Intervista a Marco Betti
Convenzioni ad hoc con le istituzioni cittadine, flessibilità degli orari, qualità degli spettacoli. Ecco perchè il Ministero ha “premiato” la danza in Umbria. Intervista a Marco Betti, dal 2020 responsabile della programmazione della danza per il Teatro Stabile dell’Umbria.
Nella valutazione per il triennio 2022/24 delle rassegne di danza nazionali, effettuata dal Ministero della cultura, il Teatro Stabile dell’Umbria si è collocato al primo posto nel primo sottoinsieme , insieme al Teatro di Roma, al Teatro Metastasio e al Teatro comunale di Vicenza. Quali aspetti della programmazione sono stati valutati favorevolmente?
M.B. Una piccola premessa, noi come Teatro Stabile dell’Umbria riceviamo finanziamenti, all’interno dell’articolo 29, per tutta la programmazione della danza. Per quello che riguarda la valutazione ministeriale di cui parliamo, ci siamo ritrovati, insieme ai Teatri qui citati, all’interno del primo sottoinsieme, o cluster, ministeriale, con il massimo punteggio.

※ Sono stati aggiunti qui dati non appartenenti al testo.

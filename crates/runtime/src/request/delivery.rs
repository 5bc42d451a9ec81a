//! Result windows and the one-shot handles consumers wait on.

use std::future::Future;
use std::pin::Pin;
use std::sync::Arc;
use std::task::{Context, Poll};

use sluice_common::models::RequestId;
use sluice_common::types::{ColumnSchema, Row};
use sluice_common::warnings::QueryWarning;
use sluice_error::{ErrorCode, ErrorContext, Result, SluiceError};
use tokio::sync::oneshot;

/// Inclusive, 1-based row range.
#[derive(Debug, Clone, Copy, PartialEq, Eq)]
pub struct RowWindow {
    pub begin: u64,
    pub end: u64,
}

impl RowWindow {
    pub fn new(begin: u64, end: u64) -> Result<Self> {
        if begin == 0 || end < begin {
            return Err(SluiceError::new(
                ErrorCode::InvalidWindow,
                format!("Invalid row window [{}, {}]", begin, end),
            )
            .with_context(ErrorContext::Window {
                begin_row: begin,
                end_row: end,
            })
            .with_hint("Rows are numbered from 1 and the end row must not precede the begin row"));
        }
        Ok(Self { begin, end })
    }
}

/// One delivered window of results.
#[derive(Debug, Clone, PartialEq)]
pub struct ResultsMessage {
    pub columns: Arc<Vec<ColumnSchema>>,
    pub first_row: u64,
    /// `first_row - 1` when the window is empty.
    pub last_row: u64,
    pub rows: Vec<Row>,
    /// Total row count, once the final batch has been produced.
    pub final_row: Option<u64>,
    pub is_last: bool,
    pub warnings: Vec<QueryWarning>,
    pub from_cache: bool,
}

pub(crate) struct PendingDelivery {
    pub(crate) window: RowWindow,
    pub(crate) sender: oneshot::Sender<Result<ResultsMessage>>,
}

/// A value delivered exactly once, by the engine, to one consumer.
#[derive(Debug)]
pub struct PendingResult<T> {
    receiver: oneshot::Receiver<Result<T>>,
}

impl<T> PendingResult<T> {
    pub(crate) fn new(receiver: oneshot::Receiver<Result<T>>) -> Self {
        Self { receiver }
    }

    /// Returns the value if it has already been delivered.
    pub fn try_take(&mut self) -> Option<Result<T>> {
        match self.receiver.try_recv() {
            Ok(result) => Some(result),
            Err(oneshot::error::TryRecvError::Empty) => None,
            Err(oneshot::error::TryRecvError::Closed) => Some(Err(dropped_error())),
        }
    }
}

fn dropped_error() -> SluiceError {
    SluiceError::new(
        ErrorCode::RequestClosed,
        "Request ended without delivering a result",
    )
}

impl<T> Future for PendingResult<T> {
    type Output = Result<T>;

    fn poll(mut self: Pin<&mut Self>, cx: &mut Context<'_>) -> Poll<Self::Output> {
        match Pin::new(&mut self.receiver).poll(cx) {
            Poll::Ready(Ok(result)) => Poll::Ready(result),
            Poll::Ready(Err(_)) => Poll::Ready(Err(dropped_error())),
            Poll::Pending => Poll::Pending,
        }
    }
}

pub(crate) fn request_closed_error(id: &RequestId) -> SluiceError {
    SluiceError::new(
        ErrorCode::RequestClosed,
        format!("Request {} is already closed", id),
    )
}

A premiarci è stata la somma delle valutazioni del Ministero, di per sé abbastanza complessa e frutto di una valutazione sulla qualità artistica, rispondente a vari parametri, e di una quantitativa.
Ritornando alla qualità artistica…
È solo una parte, ma il punteggio ricevuto è fra i più alti. Incidono, di fatto, come abbiamo visto, anche tutti i parametri quantitativi e gestionali.

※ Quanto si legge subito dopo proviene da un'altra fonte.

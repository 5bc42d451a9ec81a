//! Contract between a request and the plan it drives.
//!
//! Plans are external collaborators: the engine only needs them to produce
//! batches when driven, report a yield instead of blocking, and reach their
//! downstream sources through a [`PlanContext`] supplied by the request.

use std::collections::HashMap;
use std::sync::Arc;
use std::time::Duration;

use parking_lot::RwLock;
use sluice_common::models::{Determinism, SessionInfo};
use sluice_common::types::{ColumnSchema, Row};
use sluice_common::warnings::QueryWarning;
use sluice_connectors::{SourceCommand, SourcePoll};
use sluice_error::{ErrorCode, Result, SluiceError};

use crate::cache::Cachable;

#[derive(Debug, Clone, PartialEq)]
pub struct TupleBatch {
    pub rows: Vec<Row>,
    pub last: bool,
}

/// Result of driving a plan once.
#[derive(Debug, Clone, PartialEq)]
pub enum PlanPoll {
    Batch(TupleBatch),
    /// No data yet; not an error.
    Blocked,
    RetryAfter(Duration),
}

/// Access to downstream sources and request state, for the duration of one call.
pub trait PlanContext {
    /// Opens a downstream call and returns its source request id.
    fn open_source(&mut self, command: &SourceCommand) -> Result<u32>;

    fn poll_source(&mut self, source_request_id: u32) -> Result<SourcePoll>;

    /// Closes a call whose remaining rows are not needed.
    fn close_source(&mut self, source_request_id: u32);

    fn is_canceled(&self) -> bool;

    fn time_slice_expired(&self) -> bool;
}

pub trait PlanExecutor: Send {
    fn next_batch(&mut self, context: &mut dyn PlanContext) -> Result<PlanPoll>;

    fn cancel(&mut self);

    fn close(&mut self);

    fn take_warnings(&mut self) -> Vec<QueryWarning> {
        Vec::new()
    }
}

pub trait PlanFactory: Send + Sync {
    fn instantiate(&self) -> Result<Box<dyn PlanExecutor>>;
}

/// A compiled plan, reusable across requests.
#[derive(Clone)]
pub struct PreparedPlan {
    pub columns: Vec<ColumnSchema>,
    pub determinism: Determinism,
    pub read_only: bool,
    pub factory: Arc<dyn PlanFactory>,
}

impl Cachable for PreparedPlan {}

impl std::fmt::Debug for PreparedPlan {
    fn fmt(&self, f: &mut std::fmt::Formatter<'_>) -> std::fmt::Result {
        f.debug_struct("PreparedPlan")
            .field("columns", &self.columns)
            .field("determinism", &self.determinism)
            .field("read_only", &self.read_only)
            .finish_non_exhaustive()
    }
}

pub trait PlanCompiler: Send + Sync {
    fn compile(&self, sql: &str, session: &SessionInfo) -> Result<PreparedPlan>;
}

/// Compiler over a fixed table of statements.
#[derive(Default)]
pub struct StaticPlanCompiler {
    plans: RwLock<HashMap<String, PreparedPlan>>,
}

impl StaticPlanCompiler {
    pub fn new() -> Self {
        Self::default()
    }

    pub fn register(&self, sql: impl Into<String>, plan: PreparedPlan) {
        self.plans.write().insert(normalize_sql(&sql.into()), plan);
    }
}

fn normalize_sql(sql: &str) -> String {
    sql.split_whitespace().collect::<Vec<_>>().join(" ")
}

impl PlanCompiler for StaticPlanCompiler {
    fn compile(&self, sql: &str, _session: &SessionInfo) -> Result<PreparedPlan> {
        self.plans
            .read()
            .get(&normalize_sql(sql))
            .cloned()
            .ok_or_else(|| {
                SluiceError::new(
                    ErrorCode::PlanCompilation,
                    format!("No plan registered for statement: {}", sql),
                )
            })
    }
}

/// Reads every command to exhaustion, in order.
pub struct ScanPlanFactory {
    commands: Vec<SourceCommand>,
    limit: Option<usize>,
}

impl ScanPlanFactory {
    pub fn new(commands: Vec<SourceCommand>) -> Self {
        Self {
            commands,
            limit: None,
        }
    }

    /// Stops after `limit` rows and closes the remaining source early.
    pub fn with_limit(mut self, limit: usize) -> Self {
        self.limit = Some(limit);
        self
    }

    /// Wraps the scan into a prepared plan.
    pub fn prepare(self, determinism: Determinism) -> PreparedPlan {
        let columns = self
            .commands
            .first()
            .map(|c| c.columns.clone())
            .unwrap_or_default();
        PreparedPlan {
            columns,
            determinism,
            read_only: true,
            factory: Arc::new(self),
        }
    }
}

impl PlanFactory for ScanPlanFactory {
    fn instantiate(&self) -> Result<Box<dyn PlanExecutor>> {
        Ok(Box::new(ScanPlan {
            commands: self.commands.clone(),
            limit: self.limit,
            index: 0,
            current: None,
            produced: 0,
            canceled: false,
        }))
    }
}

pub struct ScanPlan {
    commands: Vec<SourceCommand>,
    limit: Option<usize>,
    index: usize,
    current: Option<u32>,
    produced: usize,
    canceled: bool,
}

impl ScanPlan {
    fn finished() -> PlanPoll {
        PlanPoll::Batch(TupleBatch {
            rows: Vec::new(),
            last: true,
        })
    }
}

impl PlanExecutor for ScanPlan {
    fn next_batch(&mut self, context: &mut dyn PlanContext) -> Result<PlanPoll> {
        loop {
            if self.canceled || context.is_canceled() {
                return Err(SluiceError::new(ErrorCode::QueryCancelled, "Scan cancelled"));
            }
            let Some(command) = self.commands.get(self.index) else {
                return Ok(Self::finished());
            };
            let source = match self.current {
                Some(source) => source,
                None => {
                    let source = context.open_source(command)?;
                    self.current = Some(source);
                    source
                }
            };

            let batch = match context.poll_source(source)? {
                SourcePoll::Pending => return Ok(PlanPoll::Blocked),
                SourcePoll::RetryAfter(delay) => return Ok(PlanPoll::RetryAfter(delay)),
                SourcePoll::Batch(batch) => batch,
            };

            let mut rows = batch.rows;
            let mut limit_reached = false;
            if let Some(limit) = self.limit {
                let remaining = limit.saturating_sub(self.produced);
                if rows.len() >= remaining {
                    rows.truncate(remaining);
                    limit_reached = true;
                }
            }
            self.produced += rows.len();

            if limit_reached {
                if !batch.last {
                    context.close_source(source);
                }
                self.index = self.commands.len();
                self.current = None;
                return Ok(PlanPoll::Batch(TupleBatch { rows, last: true }));
            }

            if batch.last {
                self.index += 1;
                self.current = None;
            }
            let last = self.index >= self.commands.len();
            if !rows.is_empty() || last {
                return Ok(PlanPoll::Batch(TupleBatch { rows, last }));
            }
        }
    }

    fn cancel(&mut self) {
        self.canceled = true;
    }

    fn close(&mut self) {
        self.current = None;
        self.index = self.commands.len();
    }
}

Ci sono stati cambiamenti nella programmazione rispetto agli ultimi anni?
Sì, ci sono state delle novità rispetto all’approccio alla programmazione della danza. Si continuano a programmare i vari teatri umbri con proposte che pongono molta attenzione all’autorialità e alla produzione contemporanea. Sicuramente la novità più significativa è la proposta di una rassegna dedicata esclusivamente alla danza contemporanea.

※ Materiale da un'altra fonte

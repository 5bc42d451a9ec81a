//! Engine-wide limit on concurrently active plans.
//!
//! Items beyond the limit are parked in FIFO order. Every mutation of the
//! active count, the waiting queue and an item's `active` flag happens under
//! one lock held only for O(1) bookkeeping. Waking an activated item is left
//! to the caller, outside the lock.

use std::collections::VecDeque;
use std::sync::atomic::{AtomicU64, Ordering};
use std::sync::Arc;

use parking_lot::Mutex;
use serde::{Deserialize, Serialize};
use tracing::debug;

pub trait Admittable: Send + Sync {
    fn admission_key(&self) -> String;

    fn is_active(&self) -> bool;

    /// Only called by the controller, under its lock.
    fn set_active(&self, active: bool);
}

#[derive(Debug, Clone, Copy, PartialEq, Eq)]
pub enum Admission {
    Activated,
    /// Waiting behind `position` other parked items.
    Parked { position: usize },
}

#[derive(Debug, Clone, Default, PartialEq, Eq, Serialize, Deserialize)]
pub struct AdmissionStats {
    pub max_active: usize,
    pub active: usize,
    pub waiting: usize,
    pub admitted: u64,
    pub parked: u64,
    pub peak_active: usize,
}

struct AdmissionState<T> {
    currently_active: usize,
    peak_active: usize,
    waiting: VecDeque<Arc<T>>,
}

pub struct AdmissionController<T: Admittable> {
    max_active: usize,
    state: Mutex<AdmissionState<T>>,
    admitted: AtomicU64,
    parked: AtomicU64,
}

impl<T: Admittable> AdmissionController<T> {
    pub fn new(max_active: usize) -> Self {
        Self {
            max_active: max_active.max(1),
            state: Mutex::new(AdmissionState {
                currently_active: 0,
                peak_active: 0,
                waiting: VecDeque::new(),
            }),
            admitted: AtomicU64::new(0),
            parked: AtomicU64::new(0),
        }
    }

    pub fn admit(&self, item: Arc<T>) -> Admission {
        let mut state = self.state.lock();
        if state.currently_active < self.max_active && state.waiting.is_empty() {
            state.currently_active += 1;
            state.peak_active = state.peak_active.max(state.currently_active);
            item.set_active(true);
            drop(state);
            self.admitted.fetch_add(1, Ordering::Relaxed);
            return Admission::Activated;
        }
        let position = state.waiting.len();
        state.waiting.push_back(item.clone());
        drop(state);

        self.parked.fetch_add(1, Ordering::Relaxed);
        debug!(
            target: "admission",
            item = %item.admission_key(),
            position,
            "Parked, active plan limit reached"
        );
        Admission::Parked { position }
    }

    /// Gives back `item`'s slot. Idempotent.
    ///
    /// Returns the oldest parked item, now active, which the caller must wake.
    pub fn release(&self, item: &T) -> Option<Arc<T>> {
        let mut state = self.state.lock();
        if !item.is_active() {
            return None;
        }
        item.set_active(false);
        state.currently_active -= 1;

        let next = state.waiting.pop_front()?;
        next.set_active(true);
        state.currently_active += 1;
        state.peak_active = state.peak_active.max(state.currently_active);
        drop(state);

        self.admitted.fetch_add(1, Ordering::Relaxed);
        debug!(target: "admission", item = %next.admission_key(), "Activated parked item");
        Some(next)
    }

    /// Removes a parked item. Returns false if it was not parked.
    pub fn withdraw(&self, item: &Arc<T>) -> bool {
        let mut state = self.state.lock();
        match state.waiting.iter().position(|w| Arc::ptr_eq(w, item)) {
            Some(index) => {
                state.waiting.remove(index);
                true
            }
            None => false,
        }
    }

    pub fn stats(&self) -> AdmissionStats {
        let state = self.state.lock();
        AdmissionStats {
            max_active: self.max_active,
            active: state.currently_active,
            waiting: state.waiting.len(),
            admitted: self.admitted.load(Ordering::Relaxed),
            parked: self.parked.load(Ordering::Relaxed),
            peak_active: state.peak_active,
        }
    }
}

#[cfg(test)]
mod tests {
    use super::*;
    use proptest::prelude::*;
    use std::sync::atomic::AtomicBool;

    struct Item {
        id: usize,
        active: AtomicBool,
    }

    impl Item {
        fn new(id: usize) -> Arc<Self> {
            Arc::new(Self {
                id,
                active: AtomicBool::new(false),
            })
        }
    }

    impl Admittable for Item {
        fn admission_key(&self) -> String {
            self.id.to_string()
        }

        fn is_active(&self) -> bool {
            self.active.load(Ordering::SeqCst)
        }

        fn set_active(&self, active: bool) {
            self.active.store(active, Ordering::SeqCst);
        }
    }

    #[test]
    fn test_release_activates_oldest_parked() {
        let controller = AdmissionController::new(1);
        let a = Item::new(1);
        let b = Item::new(2);
        let c = Item::new(3);

        assert_eq!(controller.admit(a.clone()), Admission::Activated);
        assert_eq!(controller.admit(b.clone()), Admission::Parked { position: 0 });
        assert_eq!(controller.admit(c.clone()), Admission::Parked { position: 1 });
        assert!(!b.is_active());

        let next = controller.release(&a).unwrap();
        assert_eq!(next.id, 2);
        assert!(b.is_active());
        assert!(!a.is_active());

        // Releasing twice is a no-op
        assert!(controller.release(&a).is_none());
        assert_eq!(controller.stats().active, 1);
    }

    #[test]
    fn test_withdraw_parked_item() {
        let controller = AdmissionController::new(1);
        let a = Item::new(1);
        let b = Item::new(2);
        controller.admit(a.clone());
        controller.admit(b.clone());

        assert!(controller.withdraw(&b));
        assert!(!controller.withdraw(&b));
        assert!(controller.release(&a).is_none());

        let stats = controller.stats();
        assert_eq!((stats.active, stats.waiting), (0, 0));
    }

    #[derive(Debug, Clone)]
    enum Op {
        Submit,
        Finish(usize),
        Withdraw(usize),
    }

    fn op() -> impl Strategy<Value = Op> {
        prop_oneof![
            3 => Just(Op::Submit),
            2 => (0usize..64).prop_map(Op::Finish),
            1 => (0usize..64).prop_map(Op::Withdraw),
        ]
    }

    proptest! {
        #[test]
        fn prop_active_never_exceeds_limit(max in 1usize..5, ops in prop::collection::vec(op(), 1..120)) {
            let controller = AdmissionController::new(max);
            let mut items: Vec<Arc<Item>> = Vec::new();
            let mut parked: VecDeque<usize> = VecDeque::new();

            for op in ops {
                match op {
                    Op::Submit => {
                        let item = Item::new(items.len());
                        items.push(item.clone());
                        if let Admission::Parked { .. } = controller.admit(item.clone()) {
                            parked.push_back(item.id);
                        }
                    }
                    Op::Finish(i) => {
                        if let Some(item) = items.get(i) {
                            let was_active = item.is_active();
                            let next = controller.release(item);
                            if was_active {
                                // The oldest parked item is activated immediately
                                prop_assert_eq!(next.map(|n| n.id), parked.pop_front());
                            } else {
                                prop_assert!(next.is_none());
                            }
                        }
                    }
                    Op::Withdraw(i) => {
                        if let Some(item) = items.get(i) {
                            let removed = controller.withdraw(item);
                            let expected = parked.iter().position(|p| *p == item.id);
                            prop_assert_eq!(removed, expected.is_some());
                            if let Some(index) = expected {
                                parked.remove(index);
                            }
                        }
                    }
                }

                let active = items.iter().filter(|i| i.is_active()).count();
                let stats = controller.stats();
                prop_assert!(stats.active <= max);
                prop_assert_eq!(stats.active, active);
                prop_assert_eq!(stats.waiting, parked.len());
                for id in &parked {
                    prop_assert!(!items[*id].is_active());
                }
            }
        }
    }
}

Insieme al direttore Nino Marino che è anche direttore artistico del Tsu, abbiamo deciso di investire in maniera importante sulla proposta dei nuovi linguaggi della scena. In questo, ha contribuito anche il momento storico legato alla pandemia e alla lunga pausa forzata.
Abbiamo riflettuto sull’importanza, non solo di investire sui nuovi linguaggi, ma di non rappresentarli all’interno di un festival o di un sistema chiuso. Un sistema che non entrasse in dialogo con tutta la programmazione. Al contrario, la nostra rassegna, che si è svolta al Morlacchi, uno dei palcoscenici più importanti dell’Umbria, ha attraversato tutto il periodo dell’anno accompagnando in qualche modo la stagione ed intercettando nuove tipologie di pubblico: oltre al pubblico tradizionale della danza, nuovi pubblici.
Quali nuovi pubblici ha conquistato la danza contemporanea?
Sicuramente molti giovani, in prevalenza studenti universitari ma non solo. Questo è stato possibile anche grazie ad un progetto realizzato ad hoc. Abbiamo lavorato, infatti, per poter offrire agli studenti universitari e a studenti provenienti da accademie e da alcune scuole di danza convenzionate, degli ingressi ad un prezzo agevolato al costo simbolico di un euro.
Quindi i giovani amano la danza contemporanea, il problema è il costo del biglietto?
Non credo che sia solo un problema di costo, anche se questa iniziativa ha senza dubbio facilitato l’accesso di un pubblico giovane, un risultato per nulla scontato, per molti una sfida bella e buona. Grazie alla stretta collaborazione con l’Università degli Studi di Perugia, da qualche anno socia della Fondazione Tsu, siamo riusciti a raggiungere direttamente tutti gli studenti di Perugia attraverso una newsletter dedicata. Gli studenti, presentando semplicemente il tesserino, hanno avuto accesso agli ingressi ad un euro.
Tra i 250 ed i 280 spettatori all’appuntamento di danza contemporanea “Perché non ballate?” ospitato dal Teatro Morlacchi
La loro risposta in termini di affluenza ci ha “sorpreso” positivamente premiando la rassegna di danza contemporanea che nasce come “La danza del giovedì” e prosegue ora con il nome “Perché non ballate?”, con una media di 250, 280 spettatori a spettacolo. Un numero costante su due anni di rassegna.
Quanto sono importanti la danza contemporanea ed i suoi nuovi linguaggi nel nostro panorama culturale?
Le arti performative in genere, essendo la forma artistica più vicino alla vita, c’è bisogno che siano in stretta connessione con la vita reale; quindi, che anche i linguaggi stessi si rinnovino in continuazione per essere credibili e per parlare alle persone.